Un tercer efecto de la pandemia –quizás el único positivo– se refiere a la visible mejora en el medio ambiente tras el corto lapso de la significativa reducción en los procesos industriales y de producción de energía a raíz de los confinamientos y las cuarentenas. Notorias reducciones de la contaminación de aire y agua, junto a impresionantes mejoras de la visibilidad, refuerzan la idea que nuestro planeta ha sido llevado al límite de su tolerancia de las agresiones humanas en cuanto a extracción de recursos y disposición de residuos. Es de esperar que sean tomadas en cuenta las implicancias demográficas e industriales de este aviso de la naturaleza.
El trilema de Rodrik
Dani Rodrik, economista turco y profesor de Harvard, define la hiperglobalización como la total ausencia de barreras al libre movimiento internacional de bienes y factores de producción, señalando que las mayores trabas provienen de los Estados nacionales con sus costos de transacción en fronteras, controles de capital y regulaciones dispares.
Él sostiene que la hiperglobalización es incompatible con un sistema democrático interno y un Estado nacional soberano a la vez. Si el Estado se alinea con la globalización a ultranza, deberá sobreponerse a la voluntad popular para desmantelar toda la estructura de derechos adquiridos por la población (por ejemplo, laborales y ambientales) en una “carrera hacia el fondo” para atraer la inversión extranjera.
Alternativamente existe la poco realista opción de alinear una democracia global con una autoridad supranacional que regulase los mercados mundiales, lo cual implicaría la desaparición de la soberanía nacional y la identidad de los pueblos. Por lo cual Rodrik concluye que la globalización tiene sus límites.
Con globalización acotada, en cambio, hay lugar para la soberanía nacional y la democracia.

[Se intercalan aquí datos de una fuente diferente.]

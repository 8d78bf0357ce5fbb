//! End-to-end tests for the rigctl bridge
//!
//! A real TCP listener on an ephemeral port serves a session whose serial
//! link is an in-process virtual radio, and clients talk to it over
//! loopback sockets exactly as a logging program would.

use std::net::SocketAddr;
use std::sync::Arc;
use std::time::Duration;

use pmr_bridge::{RadioSession, RigctlServer};
use pmr_protocol::frame::frame_len;
use pmr_protocol::{decode, Mode, PmrCommand};
use pmr_sim::{spawn_virtual_radio, VirtualRadio, VirtualRadioCommand, VirtualRadioHandle};
use tokio::io::{AsyncBufReadExt, AsyncReadExt, AsyncWriteExt, BufReader, Lines};
use tokio::net::tcp::{OwnedReadHalf, OwnedWriteHalf};
use tokio::net::TcpStream;

// ============================================================================
// Helper Functions
// ============================================================================

mod helpers {
    use super::*;

    pub const QUERY_TIMEOUT: Duration = Duration::from_millis(300);
    pub const REPLY_TIMEOUT: Duration = Duration::from_secs(2);

    /// Start a bridge in front of a fresh virtual radio
    pub async fn start_bridge() -> (SocketAddr, VirtualRadioHandle) {
        let (link, radio) = spawn_virtual_radio(VirtualRadio::new("Test PMR-171"));
        let session = Arc::new(RadioSession::new("sim", link, QUERY_TIMEOUT));

        let server = RigctlServer::bind("127.0.0.1:0", session).await.unwrap();
        let addr = server.local_addr().unwrap();
        tokio::spawn(server.run());

        (addr, radio)
    }

    /// A connected rigctl client
    pub struct Client {
        lines: Lines<BufReader<OwnedReadHalf>>,
        writer: OwnedWriteHalf,
    }

    impl Client {
        pub async fn connect(addr: SocketAddr) -> Self {
            let stream = TcpStream::connect(addr).await.unwrap();
            let (reader, writer) = stream.into_split();
            Self {
                lines: BufReader::new(reader).lines(),
                writer,
            }
        }

        pub async fn send(&mut self, line: &str) {
            self.writer
                .write_all(format!("{}\n", line).as_bytes())
                .await
                .unwrap();
        }

        /// Next reply line, `None` once the server closed the connection
        pub async fn reply(&mut self) -> Option<String> {
            tokio::time::timeout(REPLY_TIMEOUT, self.lines.next_line())
                .await
                .expect("reply timed out")
                .unwrap()
        }

        /// Send one command and return its reply
        pub async fn command(&mut self, line: &str) -> String {
            self.send(line).await;
            self.reply().await.expect("connection closed")
        }
    }
}

use helpers::*;

// ============================================================================
// Command Grammar
// ============================================================================

#[tokio::test]
async fn test_get_frequency_from_radio() {
    let (addr, _radio) = start_bridge().await;
    let mut client = Client::connect(addr).await;

    assert_eq!(client.command("f").await, "14250000");
    assert_eq!(client.command("m").await, "USB 2400");
}

#[tokio::test]
async fn test_set_frequency_reaches_radio() {
    let (addr, radio) = start_bridge().await;
    let mut client = Client::connect(addr).await;

    assert_eq!(client.command("F7074000").await, "RPRT 0");
    assert_eq!(client.command("f").await, "7074000");

    let radio = radio.shutdown().await.unwrap();
    assert_eq!(radio.frequency_hz(), 7_074_000);
    assert_eq!(radio.vfo_b_hz(), 7_074_000);
}

#[tokio::test]
async fn test_bad_frequency_sends_no_frame() {
    let (addr, radio) = start_bridge().await;
    let mut client = Client::connect(addr).await;

    assert_eq!(client.command("Fabc").await, "RPRT -1");
    assert_eq!(client.command("zzz").await, "RPRT -1");
    // Connection is still usable and the query is the only frame sent
    assert_eq!(client.command("f").await, "14250000");

    let radio = radio.shutdown().await.unwrap();
    assert_eq!(radio.frames_received(), 1);
}

#[tokio::test]
async fn test_set_mode_reaches_radio() {
    let (addr, radio) = start_bridge().await;
    let mut client = Client::connect(addr).await;

    assert_eq!(client.command("M LSB 2400").await, "RPRT 0");
    assert_eq!(client.command("m").await, "LSB 2400");
    assert_eq!(client.command("M DIGI").await, "RPRT -1");

    let radio = radio.shutdown().await.unwrap();
    assert_eq!(radio.mode(), Mode::Lsb);
}

#[tokio::test]
async fn test_ptt_cached_and_sent() {
    let (addr, radio) = start_bridge().await;
    let mut client = Client::connect(addr).await;

    assert_eq!(client.command("t").await, "0");
    assert_eq!(client.command("T1").await, "RPRT 0");
    assert_eq!(client.command("t").await, "1");
    // Round trip through the radio so the PTT frame is known to be processed
    assert_eq!(client.command("f").await, "14250000");

    let radio = radio.shutdown().await.unwrap();
    assert!(radio.ptt());
}

#[tokio::test]
async fn test_ptt_cache_shared_between_clients() {
    let (addr, _radio) = start_bridge().await;
    let mut first = Client::connect(addr).await;
    let mut second = Client::connect(addr).await;

    assert_eq!(first.command("T1").await, "RPRT 0");
    assert_eq!(second.command("t").await, "1");
}

#[tokio::test]
async fn test_identify() {
    let (addr, _radio) = start_bridge().await;
    let mut client = Client::connect(addr).await;

    assert_eq!(client.command("v").await, "PMR-171");
    assert_eq!(client.command("V").await, "1.0.0");
}

#[tokio::test]
async fn test_quit_closes_connection() {
    let (addr, _radio) = start_bridge().await;

    let mut client = Client::connect(addr).await;
    client.send("q").await;
    assert_eq!(client.reply().await, None);

    let mut client = Client::connect(addr).await;
    client.send("").await;
    assert_eq!(client.reply().await, None);

    // The listener keeps serving new clients
    let mut client = Client::connect(addr).await;
    assert_eq!(client.command("v").await, "PMR-171");
}

// ============================================================================
// Degradation
// ============================================================================

#[tokio::test]
async fn test_silent_radio_degrades_to_defaults() {
    let (addr, radio) = start_bridge().await;
    let mut client = Client::connect(addr).await;

    assert_eq!(client.command("M AM 2400").await, "RPRT 0");
    assert!(radio.send(VirtualRadioCommand::SetMuted(true)).await);

    assert_eq!(client.command("f").await, "0");
    assert_eq!(client.command("m").await, "USB 2400");

    assert!(radio.send(VirtualRadioCommand::SetMuted(false)).await);
    assert_eq!(client.command("m").await, "AM 2400");
}

#[tokio::test]
async fn test_front_panel_changes_visible() {
    let (addr, radio) = start_bridge().await;
    let mut client = Client::connect(addr).await;

    // Queued commands are applied before the next frame from the bridge
    assert!(radio.send(VirtualRadioCommand::SetFrequency(145_500_000)).await);
    assert!(radio.send(VirtualRadioCommand::SetMode(Mode::Nfm)).await);

    assert_eq!(client.command("f").await, "145500000");
    assert_eq!(client.command("m").await, "NFM 2400");
}

// ============================================================================
// Mutual Exclusion
// ============================================================================

#[tokio::test]
async fn test_concurrent_clients_serialized() {
    const CLIENTS: u32 = 8;
    const ROUNDS: u32 = 10;

    let (addr, radio) = start_bridge().await;

    let mut tasks = Vec::new();
    for id in 0..CLIENTS {
        tasks.push(tokio::spawn(async move {
            let mut client = Client::connect(addr).await;
            for round in 0..ROUNDS {
                let hz = 7_000_000 + id * 1_000 + round;
                assert_eq!(client.command(&format!("F{}", hz)).await, "RPRT 0");

                let reply: u32 = client.command("f").await.parse().unwrap();
                assert!((7_000_000..7_000_000 + CLIENTS * 1_000).contains(&reply));

                assert_eq!(client.command("m").await, "USB 2400");
            }
        }));
    }
    for task in tasks {
        task.await.unwrap();
    }

    // Every frame arrived intact: one set and two queries per round
    let radio = radio.shutdown().await.unwrap();
    assert_eq!(radio.frames_received(), u64::from(CLIENTS * ROUNDS * 3));
}

#[tokio::test]
async fn test_concurrent_writes_not_interleaved() {
    const WRITERS: u32 = 16;

    let (host, mut device) = tokio::io::duplex(64 * 1024);
    let session = Arc::new(RadioSession::new("duplex", host, QUERY_TIMEOUT));

    let mut tasks = Vec::new();
    for i in 0..WRITERS {
        let session = Arc::clone(&session);
        tasks.push(tokio::spawn(async move {
            if i % 2 == 0 {
                session.set_frequency(1_000_000 + i).await;
            } else {
                session.set_ptt(i % 4 == 1).await;
            }
        }));
    }
    for task in tasks {
        task.await.unwrap();
    }
    drop(session);

    let mut wire = Vec::new();
    device.read_to_end(&mut wire).await.unwrap();

    // Walk the byte stream frame by frame; any split frame breaks the walk
    let mut frames = Vec::new();
    let mut rest = wire.as_slice();
    while !rest.is_empty() {
        let len = frame_len(rest).expect("frame boundary");
        let frame = decode(&rest[..len]).unwrap();
        frames.push(PmrCommand::from_frame(&frame).unwrap());
        rest = &rest[len..];
    }

    assert_eq!(frames.len(), WRITERS as usize);
    let sets = frames
        .iter()
        .filter(|f| matches!(f, PmrCommand::SetFrequency { .. }))
        .count();
    assert_eq!(sets, (WRITERS / 2) as usize);
}
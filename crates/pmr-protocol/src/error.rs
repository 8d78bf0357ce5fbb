//! Error types for PMR-171 frame encoding and decoding

use thiserror::Error;

/// Errors that can occur while building a frame
#[derive(Debug, Error, Clone, PartialEq, Eq)]
pub enum EncodeError {
    /// Command byte plus payload does not fit the one-byte length field
    #[error("payload too long: {len} bytes (max {max})", max = crate::frame::MAX_PAYLOAD_LEN)]
    PayloadTooLong { len: usize },
}

/// Errors that can occur while parsing frame data
#[derive(Debug, Error, Clone, PartialEq, Eq)]
pub enum DecodeError {
    /// Data does not start with the `A5 A5 A5 A5` sync marker
    #[error("missing sync marker")]
    BadSync,

    /// Buffer ends before the frame declared by its length byte
    #[error("truncated frame: need {needed} more bytes")]
    Truncated { needed: usize },

    /// Length byte is zero, so there is no command byte
    #[error("frame body is empty")]
    EmptyBody,

    /// CRC over length byte and body does not match the trailer
    #[error("checksum mismatch: expected 0x{expected:04X}, got 0x{actual:04X}")]
    BadChecksum { expected: u16, actual: u16 },

    /// Command byte is not one this bridge understands
    #[error("unknown command: 0x{0:02X}")]
    UnknownCommand(u8),

    /// Payload size does not match what the command requires
    #[error("bad payload for command 0x{command:02X}: {len} bytes")]
    BadPayload { command: u8, len: usize },
}
//! Virtual radio simulation
//!
//! Provides a simulated PMR-171 that applies set commands to its state and
//! answers query-status with a status frame.

use pmr_protocol::{EncodeCommand, Frame, Mode, PmrCommand, StatusReport};
use serde::{Deserialize, Serialize};
use tracing::{debug, warn};

/// A simulated PMR-171
#[derive(Debug)]
pub struct VirtualRadio {
    /// Unique identifier for this virtual radio
    id: String,
    /// VFO-A frequency in Hz
    vfo_a_hz: u32,
    /// VFO-B frequency in Hz
    vfo_b_hz: u32,
    /// Current operating mode
    mode: Mode,
    /// PTT active state
    ptt: bool,
    /// When true, status queries go unanswered
    muted: bool,
    /// Number of frames accepted
    frames_received: u64,
}

/// Configuration for creating a virtual radio
#[derive(Debug, Clone, Serialize, Deserialize)]
pub struct VirtualRadioConfig {
    /// Display name/identifier
    pub id: String,
    /// Initial frequency in Hz
    pub initial_frequency_hz: u32,
    /// Initial operating mode
    pub initial_mode: Mode,
}

impl Default for VirtualRadioConfig {
    fn default() -> Self {
        Self {
            id: "Virtual PMR-171".to_string(),
            initial_frequency_hz: 14_250_000, // 20m
            initial_mode: Mode::Usb,
        }
    }
}

impl VirtualRadio {
    /// Create a new virtual radio with default settings
    pub fn new(id: impl Into<String>) -> Self {
        Self::from_config(VirtualRadioConfig {
            id: id.into(),
            ..Default::default()
        })
    }

    /// Create a virtual radio from configuration
    pub fn from_config(config: VirtualRadioConfig) -> Self {
        Self {
            id: config.id,
            vfo_a_hz: config.initial_frequency_hz,
            vfo_b_hz: config.initial_frequency_hz,
            mode: config.initial_mode,
            ptt: false,
            muted: false,
            frames_received: 0,
        }
    }

    /// Get the radio's unique identifier
    pub fn id(&self) -> &str {
        &self.id
    }

    /// Get the VFO-A frequency in Hz
    pub fn frequency_hz(&self) -> u32 {
        self.vfo_a_hz
    }

    /// Get the VFO-B frequency in Hz
    pub fn vfo_b_hz(&self) -> u32 {
        self.vfo_b_hz
    }

    /// Tune both VFOs, as if from the front panel
    pub fn set_frequency(&mut self, hz: u32) {
        self.vfo_a_hz = hz;
        self.vfo_b_hz = hz;
    }

    /// Get the current operating mode
    pub fn mode(&self) -> Mode {
        self.mode
    }

    /// Set the operating mode
    pub fn set_mode(&mut self, mode: Mode) {
        self.mode = mode;
    }

    /// Get the PTT state
    pub fn ptt(&self) -> bool {
        self.ptt
    }

    /// Set the PTT state
    pub fn set_ptt(&mut self, active: bool) {
        self.ptt = active;
    }

    /// Whether status queries are currently ignored
    pub fn muted(&self) -> bool {
        self.muted
    }

    /// Stop (or resume) answering status queries
    pub fn set_muted(&mut self, muted: bool) {
        self.muted = muted;
    }

    /// Number of frames accepted so far
    pub fn frames_received(&self) -> u64 {
        self.frames_received
    }

    /// Current state as a status report
    pub fn status_report(&self) -> StatusReport {
        StatusReport {
            mode: self.mode,
            vfo_a_hz: self.vfo_a_hz,
            vfo_b_hz: self.vfo_b_hz,
        }
    }

    /// Apply a received frame, returning the encoded reply if one is due
    pub fn process_frame(&mut self, frame: &Frame) -> Option<Vec<u8>> {
        let cmd = match PmrCommand::from_frame(frame) {
            Ok(cmd) => cmd,
            Err(e) => {
                warn!("Virtual radio {} ignoring frame: {}", self.id, e);
                return None;
            }
        };
        self.frames_received += 1;
        debug!("Virtual radio {} processing {:?}", self.id, cmd);

        match cmd {
            PmrCommand::SetFrequency { hz } => {
                self.set_frequency(hz);
                None
            }
            PmrCommand::SetMode { mode } => {
                self.set_mode(mode);
                None
            }
            PmrCommand::SetPtt { transmit } => {
                self.set_ptt(transmit);
                None
            }
            PmrCommand::QueryStatus if self.muted => None,
            PmrCommand::QueryStatus => {
                Some(PmrCommand::StatusReport(self.status_report()).encode())
            }
            // Reports only travel radio → host
            PmrCommand::StatusReport(_) => None,
        }
    }

    /// Format frequency for display
    pub fn frequency_display(&self) -> String {
        let mhz = self.vfo_a_hz as f64 / 1_000_000.0;
        format!("{:.3} MHz", mhz)
    }

    /// Get a summary of current state
    pub fn state_summary(&self) -> String {
        format!(
            "{} - {} {} {}",
            self.id,
            self.frequency_display(),
            self.mode,
            if self.ptt { "[TX]" } else { "" }
        )
    }
}

#[cfg(test)]
mod tests {
    use super::*;
    use pmr_protocol::{decode, status};
    use proptest::prelude::*;

    fn frame(cmd: PmrCommand) -> Frame {
        decode(&cmd.encode()).unwrap()
    }

    #[test]
    fn test_create_virtual_radio() {
        let radio = VirtualRadio::new("Test Radio");
        assert_eq!(radio.id(), "Test Radio");
        assert_eq!(radio.frequency_hz(), 14_250_000);
        assert_eq!(radio.mode(), Mode::Usb);
        assert!(!radio.ptt());
        assert_eq!(radio.frames_received(), 0);
    }

    #[test]
    fn test_setters_apply_without_reply() {
        let mut radio = VirtualRadio::new("Test");

        assert!(radio
            .process_frame(&frame(PmrCommand::SetFrequency { hz: 7_074_000 }))
            .is_none());
        assert!(radio
            .process_frame(&frame(PmrCommand::SetMode { mode: Mode::Digi }))
            .is_none());
        assert!(radio
            .process_frame(&frame(PmrCommand::SetPtt { transmit: true }))
            .is_none());

        assert_eq!(radio.frequency_hz(), 7_074_000);
        assert_eq!(radio.vfo_b_hz(), 7_074_000);
        assert_eq!(radio.mode(), Mode::Digi);
        assert!(radio.ptt());
        assert_eq!(radio.frames_received(), 3);
    }

    #[test]
    fn test_query_status_reply() {
        let mut radio = VirtualRadio::from_config(VirtualRadioConfig {
            id: "Test".to_string(),
            initial_frequency_hz: 145_500_000,
            initial_mode: Mode::Nfm,
        });

        let reply = radio.process_frame(&frame(PmrCommand::QueryStatus)).unwrap();
        assert_eq!(status::frequency_from_response(&reply), Ok(145_500_000));
        assert_eq!(status::mode_from_response(&reply), Ok(Mode::Nfm));
    }

    #[test]
    fn test_muted_radio_ignores_queries() {
        let mut radio = VirtualRadio::new("Test");
        radio.set_muted(true);
        assert!(radio.process_frame(&frame(PmrCommand::QueryStatus)).is_none());

        radio.set_muted(false);
        assert!(radio.process_frame(&frame(PmrCommand::QueryStatus)).is_some());
    }

    #[test]
    fn test_invalid_frame_ignored() {
        let mut radio = VirtualRadio::new("Test");
        assert!(radio.process_frame(&Frame::new(0x42, vec![1])).is_none());
        assert!(radio
            .process_frame(&Frame::new(0x09, vec![0, 0, 0, 1, 0, 0, 0, 2]))
            .is_none());
        assert_eq!(radio.frames_received(), 0);
        assert_eq!(radio.frequency_hz(), 14_250_000);
    }

    #[test]
    fn test_state_summary() {
        let mut radio = VirtualRadio::new("Test");
        radio.set_ptt(true);
        assert_eq!(radio.state_summary(), "Test - 14.250 MHz USB [TX]");
    }

    proptest! {
        #[test]
        fn prop_query_reports_last_set(hz in any::<u32>(), id in 0u8..9) {
            let mut radio = VirtualRadio::new("Test");
            let mode = Mode::from_id(id);
            radio.process_frame(&frame(PmrCommand::SetFrequency { hz }));
            radio.process_frame(&frame(PmrCommand::SetMode { mode }));

            let reply = radio.process_frame(&frame(PmrCommand::QueryStatus)).unwrap();
            prop_assert_eq!(status::frequency_from_response(&reply), Ok(hz));
            prop_assert_eq!(status::mode_from_response(&reply), Ok(mode));
        }
    }
}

Abdicar voluntariamente de esa soberanía sometiéndose a presiones externas de tipo económico, ideológico o simplemente de moda pasajera provenientes de movimientos que quieren recrear el mundo a su imagen y semejanza, es retomar la globalización. En países con identidad y costumbres definidas, selectivos en su adopción de innovaciones y cómodos con sus valores perdurables, el progreso llegará por esfuerzos propios y no de intermediarios que traigan inversores.
*Doctorado en Economía en la Universidad de Stanford. Fue director general de CEMLA y director ejecutivo del Banco Mundial.